How can my partner stop his ex from poisoning his teenage daughters?

General

I am struggling here to know how to support my partner in his quest to maintain a healthy relationship with his daughters. They are both victims of a tirade of emotional blackmail by their mother who does everything she can to poison them against him and me, his partner. Now that he has pretty much reduced his contact with their mother she leans on them for suppport, tells them that she is going to die, and cries continually. Their response is obviously to care for her and are becoming increasingly hostile to my partner, who has done everything he can for them, bar remain with their mother after finding out of her affairs. Despite everything, he has refused to make negative comments about her and kept his anger to himself, in order to protect them from knowing the worst.
He loves his daughters and is a devoted father, and hates the idea that they possibly now hate him and cannot understand anything from his point of view.

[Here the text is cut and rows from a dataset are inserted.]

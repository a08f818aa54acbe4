//! # RedLilium Prefab
//!
//! Persistence for prefab graphs: typed components wired together by
//! references, stored as human-editable TOML, composed from other prefab
//! files, and written back as a minimal delta.
//!
//! ## Core Types
//!
//! - [`Component`] / [`Reflect`]: Tagged-member reflection, derived with
//!   `#[derive(Component)]` / `#[derive(Reflect)]`
//! - [`MemberAccessor`]: Uniform get/set handle over one tagged member
//! - [`World`] / [`ComponentId`]: Arena owning every loaded component
//! - [`ComponentPath`] / [`MemberPath`]: Structural addresses into a graph
//!
//! ## Persistence
//!
//! - [`ConversionRegistry`]: Value and reference converters per declared type
//! - [`TypeRegistry`]: Component types constructible by name
//! - [`Loader`]: Prefab file → [`PrefabRoot`], with nested prefabs and
//!   forward references
//! - [`Writer`]: [`PrefabRoot`] → prefab file, emitting only overrides for
//!   nested prefabs
//! - [`PrefabRoot`]: Live instance with owned components, nested instances,
//!   change set, favorites
//! - [`PrefabStorage`]: File access seam ([`FileSystemStorage`],
//!   [`MemoryStorage`])
//!
//! ## Example
//!
//! ```ignore
//! let mut types = TypeRegistry::new();
//! types.register::<Door>();
//! let converters = ConversionRegistry::new();
//! let storage = FileSystemStorage::new("assets/prefabs");
//! let ctx = PrefabContext::new(&types, &converters, &storage);
//!
//! let mut world = World::new();
//! let mut house = Loader::new(ctx).load(&mut world, "house.toml")?;
//! house.add_component(&mut world, ctx, "Lamp", house.root())?;
//! ```

// Derive output names this crate by path; make that path resolve here too.
extern crate self as redlilium_prefab;

mod accessor;
pub mod change_set;
mod color;
pub mod component;
pub mod convert;
mod error;
pub mod file;
mod loader;
pub mod path;
mod prefab_root;
mod registry;
pub mod storage;
mod world;
mod writer;

pub use accessor::MemberAccessor;
pub use change_set::{AppliedValue, ChangeEntry, ChangeSet};
pub use color::Color;
pub use component::{Component, EnumMember, MemberInfo, MemberTag, Reflect};
pub use convert::{ConversionRegistry, ReferenceConverter, ValueConverter, ValueStrategy};
pub use error::{AccessError, ConvertError, LoadWarning, PrefabError};
pub use file::{EntryId, EntrySource, PrefabEntry, PrefabFile};
pub use loader::{LoadOptions, Loader};
pub use path::{ComponentPath, MemberPath, PathParent};
pub use prefab_macro::{Component, EnumMember, Reflect};
pub use prefab_root::{PrefabRoot, Provenance};
pub use registry::{PrefabContext, TypeRegistry};
pub use storage::{FileSystemStorage, MemoryStorage, PrefabStorage, StorageError};
pub use world::{ComponentId, World};
pub use writer::Writer;
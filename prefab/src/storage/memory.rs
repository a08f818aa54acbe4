use std::collections::HashMap;
use std::sync::Arc;

use parking_lot::RwLock;

use super::{PrefabStorage, StorageError};

#[derive(Default)]
struct Files {
    contents: HashMap<String, String>,
    writes: usize,
}

/// In-memory prefab storage for tests and generated content.
///
/// Cloning yields another handle to the same files, so a test can keep one
/// handle for inspection while the loader and writer use another.
///
/// # Example
///
/// ```ignore
/// let storage = MemoryStorage::new();
/// storage.insert("door.toml", "[This]\nComponent = \"Door\"\n");
/// ```
#[derive(Clone, Default)]
pub struct MemoryStorage {
    files: Arc<RwLock<Files>>,
}

impl MemoryStorage {
    /// Create an empty in-memory provider.
    pub fn new() -> Self {
        Self::default()
    }

    /// Insert a file without counting it as a write.
    pub fn insert(&self, path: impl Into<String>, text: impl Into<String>) {
        self.files.write().contents.insert(path.into(), text.into());
    }

    pub fn get(&self, path: &str) -> Option<String> {
        self.files.read().contents.get(path).cloned()
    }

    /// Number of [`PrefabStorage::write`] calls so far.
    pub fn write_count(&self) -> usize {
        self.files.read().writes
    }
}

impl PrefabStorage for MemoryStorage {
    fn read_to_string(&self, path: &str) -> Result<String, StorageError> {
        self.get(path)
            .ok_or_else(|| StorageError::NotFound(path.to_owned()))
    }

    fn write(&self, path: &str, text: &str) -> Result<(), StorageError> {
        let mut files = self.files.write();
        files.contents.insert(path.to_owned(), text.to_owned());
        files.writes += 1;
        Ok(())
    }

    fn exists(&self, path: &str) -> bool {
        self.files.read().contents.contains_key(path)
    }
}
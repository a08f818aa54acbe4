//! Graph writer: [`PrefabRoot`] → prefab file.
//!
//! The root keeps the id `"This"`; every other emission unit (owned
//! components, then roots of nested instances) gets a fresh sequential
//! numeric id. Ids are not stable across save cycles.
//!
//! Owned components emit every member recorded in the prefab's change set.
//! Nested instances emit only their own change set, i.e. the overrides
//! applied on top of their file, never their fully resolved state.

use std::collections::HashMap;

use crate::change_set::ChangeSet;
use crate::component::MemberTag;
use crate::error::{ConvertError, PrefabError};
use crate::file::{EntryId, EntrySource, PrefabEntry, PrefabFile};
use crate::path::MemberPath;
use crate::prefab_root::{PrefabRoot, Provenance};
use crate::registry::PrefabContext;
use crate::storage::path as prefab_path;
use crate::world::{ComponentId, World};

/// One entry to be written.
struct Unit<'r> {
    component: ComponentId,
    id: EntryId,
    source: EntrySource,
    changes: &'r ChangeSet,
}

/// Writes [`PrefabRoot`]s back to prefab files.
pub struct Writer<'a> {
    ctx: PrefabContext<'a>,
}

impl<'a> Writer<'a> {
    pub fn new(ctx: PrefabContext<'a>) -> Self {
        Self { ctx }
    }

    /// Encode `prefab` and write it to `dest` (relative to the storage
    /// root). Returns the table that was written.
    pub fn write(
        &self,
        world: &World,
        prefab: &PrefabRoot,
        dest: &str,
    ) -> Result<toml::Table, PrefabError> {
        let dest = prefab_path::normalize(dest).map_err(|source| PrefabError::InvalidPath {
            path: dest.to_owned(),
            source,
        })?;
        let file = self.encode(world, prefab, &dest)?;
        let table = file.to_table();
        let text = toml::to_string(&table).map_err(|source| PrefabError::Encode {
            path: dest.clone(),
            source,
        })?;
        self.ctx
            .storage
            .write(&dest, &text)
            .map_err(|source| PrefabError::Write {
                path: dest.clone(),
                source,
            })?;
        log::info!("wrote prefab {dest}: {} entries", file.entries.len());
        Ok(table)
    }

    /// Build the file model for `prefab` as if written to `dest`, without
    /// touching storage.
    pub fn encode(
        &self,
        world: &World,
        prefab: &PrefabRoot,
        dest: &str,
    ) -> Result<PrefabFile, PrefabError> {
        let dir = prefab_path::parent(dest);
        let units = emission_units(world, prefab, dir);
        let id_of: HashMap<ComponentId, String> = units
            .iter()
            .map(|u| (u.component, u.id.to_string()))
            .collect();

        let mut file = PrefabFile::default();
        for unit in &units {
            let values = self.encode_values(world, unit, &id_of, dest)?;
            file.entries.push(PrefabEntry {
                id: unit.id.clone(),
                source: unit.source.clone(),
                values,
            });
        }

        for path in prefab.change_set.paths() {
            if !units.iter().any(|u| u.component == path.root()) {
                log::debug!("{dest}: skipping change to {path:?}, its component is not an entry");
            }
        }

        for favorite in &prefab.favorites {
            match id_of.get(&favorite.root()) {
                Some(id) => file.favorites.push(format!("{id}.{}", favorite.dotted())),
                None => log::warn!("{dest}: dropping favorite {favorite:?}, its component is not an entry"),
            }
        }

        Ok(file)
    }

    fn encode_values(
        &self,
        world: &World,
        unit: &Unit<'_>,
        id_of: &HashMap<ComponentId, String>,
        dest: &str,
    ) -> Result<toml::Table, PrefabError> {
        let converters = self.ctx.converters;
        let lookup = |c: ComponentId| id_of.get(&c).cloned();
        let mut values = toml::Table::new();

        for path in unit.changes.paths() {
            if path.root() != unit.component {
                log::debug!(
                    "{dest}: entry '{}' cannot address {path:?}, skipping",
                    unit.id
                );
                continue;
            }
            let member = path.accessor();
            let slot = path.resolve(world, converters)?;
            let error = |err| member_error(dest, &unit.id, path, err);
            let value = match member.tag() {
                MemberTag::Reference => converters
                    .resolve_reference(member)
                    .and_then(|converter| converter.serialize(slot, &lookup))
                    .map_err(error)?,
                MemberTag::Value => converters.serialize_value(member, slot).map_err(error)?,
            };
            insert_nested(&mut values, &path.names(), value);
        }
        Ok(values)
    }
}

/// Root first, then owned components, then roots of nested instances.
fn emission_units<'r>(world: &World, prefab: &'r PrefabRoot, dir: &str) -> Vec<Unit<'r>> {
    let mut units = Vec::new();
    let mut next = 1usize;
    let mut numbered = || {
        let id = EntryId::Numbered(next.to_string());
        next += 1;
        id
    };

    let fresh = |component: ComponentId| {
        let type_name = match prefab.provenance.get(&component) {
            Some(Provenance::Fresh { type_name }) => type_name.clone(),
            _ => world.type_name(component).unwrap_or_default().to_owned(),
        };
        EntrySource::Component(type_name)
    };
    let nested = |child: &PrefabRoot| {
        EntrySource::Prefab(prefab_path::relative(dir, &child.source))
    };

    match prefab.children.iter().find(|c| c.root == prefab.root) {
        Some(child) => units.push(Unit {
            component: prefab.root,
            id: EntryId::Root,
            source: nested(child),
            changes: &child.change_set,
        }),
        None => units.push(Unit {
            component: prefab.root,
            id: EntryId::Root,
            source: fresh(prefab.root),
            changes: &prefab.change_set,
        }),
    }

    for &component in prefab.components.iter().filter(|c| **c != prefab.root) {
        units.push(Unit {
            component,
            id: numbered(),
            source: fresh(component),
            changes: &prefab.change_set,
        });
    }

    for child in prefab.children.iter().filter(|c| c.root != prefab.root) {
        units.push(Unit {
            component: child.root,
            id: numbered(),
            source: nested(child),
            changes: &child.change_set,
        });
    }

    units
}

fn member_error(dest: &str, id: &EntryId, path: &MemberPath, err: ConvertError) -> PrefabError {
    let (file, id, member) = (dest.to_owned(), id.to_string(), path.dotted());
    match err {
        ConvertError::UnknownComponent(target) => PrefabError::ForeignReference {
            path: file,
            id,
            member,
            target,
        },
        ConvertError::NoConverter { type_name } => PrefabError::NoConverterFound {
            path: file,
            id,
            member,
            type_name,
        },
        source => PrefabError::InvalidValue {
            path: file,
            id,
            member,
            source,
        },
    }
}

/// Insert `value` at `names` (`["hinge", "angle"]` → `hinge.angle`),
/// creating intermediate tables.
fn insert_nested(table: &mut toml::Table, names: &[&str], value: toml::Value) {
    let Some((last, parents)) = names.split_last() else {
        return;
    };
    let mut current = table;
    for name in parents {
        let slot = current
            .entry(name.to_string())
            .or_insert_with(|| toml::Value::Table(toml::Table::new()));
        if !slot.is_table() {
            *slot = toml::Value::Table(toml::Table::new());
        }
        current = match slot {
            toml::Value::Table(inner) => inner,
            _ => return,
        };
    }
    current.insert(last.to_string(), value);
}

#[cfg(test)]
mod tests {
    use super::*;

    #[test]
    fn insert_nested_creates_and_merges_tables() {
        let mut table = toml::Table::new();
        insert_nested(&mut table, &["hinge", "angle"], toml::Value::Float(90.0));
        insert_nested(&mut table, &["hinge", "pin"], toml::Value::String("2".into()));
        insert_nested(&mut table, &["locked"], toml::Value::Boolean(true));
        let expected: toml::Table = "hinge = { angle = 90.0, pin = \"2\" }\nlocked = true"
            .parse()
            .unwrap();
        assert_eq!(table, expected);
    }

    #[test]
    fn insert_nested_replaces_leaf_with_table() {
        let mut table = toml::Table::new();
        insert_nested(&mut table, &["hinge"], toml::Value::Integer(1));
        insert_nested(&mut table, &["hinge", "angle"], toml::Value::Float(1.0));
        assert_eq!(table["hinge"]["angle"].as_float(), Some(1.0));
    }
}
//! Conversion registry: per-type strategies between live member values and
//! their TOML form.
//!
//! Two families exist. [`ValueConverter`]s handle inline data and
//! [`ReferenceConverter`]s handle pointers to other components. Reference
//! converters never see the graph; the loader and writer hand them an id
//! lookup closure instead.
//!
//! Value converters are resolved for a member in this order:
//!
//! 1. a per-member override registered with
//!    [`ConversionRegistry::override_value`],
//! 2. a built-in leaf converter (numbers, strings, booleans, [`Color`](crate::Color)),
//! 3. an enum converter registered with [`ConversionRegistry::register_enum`],
//! 4. a nested value object registered with
//!    [`ConversionRegistry::register_value_object`],
//! 5. otherwise [`ConvertError::NoConverter`].

mod reference;
mod value;

use std::any::{Any, TypeId};
use std::collections::HashMap;

pub use reference::{OptionReferenceConverter, VecReferenceConverter};
pub use value::{ColorConverter, EnumConverter, F32Converter, SerdeConverter, ValueObjectEntry};

use crate::accessor::MemberAccessor;
use crate::color::Color;
use crate::component::{EnumMember, Reflect};
use crate::error::ConvertError;
use crate::world::ComponentId;

/// Converts one inline value between its live form and TOML.
///
/// Converters work on type-erased slots. `deserialize` receives the slot
/// holding the prior value and overwrites it in place.
pub trait ValueConverter: Send + Sync {
    fn serialize(
        &self,
        value: &dyn Any,
        converters: &ConversionRegistry,
    ) -> Result<toml::Value, ConvertError>;

    fn deserialize(
        &self,
        slot: &mut dyn Any,
        data: &toml::Value,
        converters: &ConversionRegistry,
    ) -> Result<(), ConvertError>;
}

/// Converts a reference slot between component handles and entry ids.
pub trait ReferenceConverter: Send + Sync {
    /// `id_of` maps a component to its entry id in the file being written.
    fn serialize(
        &self,
        value: &dyn Any,
        id_of: &dyn Fn(ComponentId) -> Option<String>,
    ) -> Result<toml::Value, ConvertError>;

    /// `id_from` maps an entry id of the file being loaded to its component.
    fn deserialize(
        &self,
        slot: &mut dyn Any,
        data: &toml::Value,
        id_from: &dyn Fn(&str) -> Option<ComponentId>,
    ) -> Result<(), ConvertError>;

    /// The components the slot currently points at.
    fn collect(&self, value: &dyn Any) -> Result<Vec<ComponentId>, ConvertError>;

    /// Point the slot at `id`: assign for single references, append for
    /// collections.
    fn attach(&self, slot: &mut dyn Any, id: ComponentId) -> Result<(), ConvertError>;
}

/// How a value member is converted.
pub enum ValueStrategy<'a> {
    /// A leaf converter (built-in, enum or override).
    Convert(&'a dyn ValueConverter),
    /// A nested value object whose members are walked one by one.
    Nested(&'a ValueObjectEntry),
}

impl<'a> ValueStrategy<'a> {
    /// The strategy as a whole-value converter.
    pub fn converter(&self) -> &'a dyn ValueConverter {
        match *self {
            ValueStrategy::Convert(c) => c,
            ValueStrategy::Nested(entry) => entry,
        }
    }
}

/// Owner type → member name → converter.
type Overrides<C> = HashMap<TypeId, HashMap<String, Box<C>>>;

/// Registry of value and reference converters.
///
/// Construct one at startup and pass it to the loader and writer through a
/// [`PrefabContext`](crate::PrefabContext).
pub struct ConversionRegistry {
    builtins: HashMap<TypeId, Box<dyn ValueConverter>>,
    enums: HashMap<TypeId, Box<dyn ValueConverter>>,
    objects: HashMap<TypeId, ValueObjectEntry>,
    references: HashMap<TypeId, Box<dyn ReferenceConverter>>,
    value_overrides: Overrides<dyn ValueConverter>,
    reference_overrides: Overrides<dyn ReferenceConverter>,
}

impl Default for ConversionRegistry {
    fn default() -> Self {
        Self::new()
    }
}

His ex still remains in the family home, has a fantastic maintenance deal while he rents a flat, lives very frugally and is unable to afford to buy anything for the foreseeable future. Much of the maintenance settlement was forged out of his guilt of having to leave his daughters. However, his ex rarely spends money on the girls, pleading poverty all the time. She is my worst nightmare as a potential ex. She is also a class manipulator. Where on earth does my partner go from here and how can I help the situation?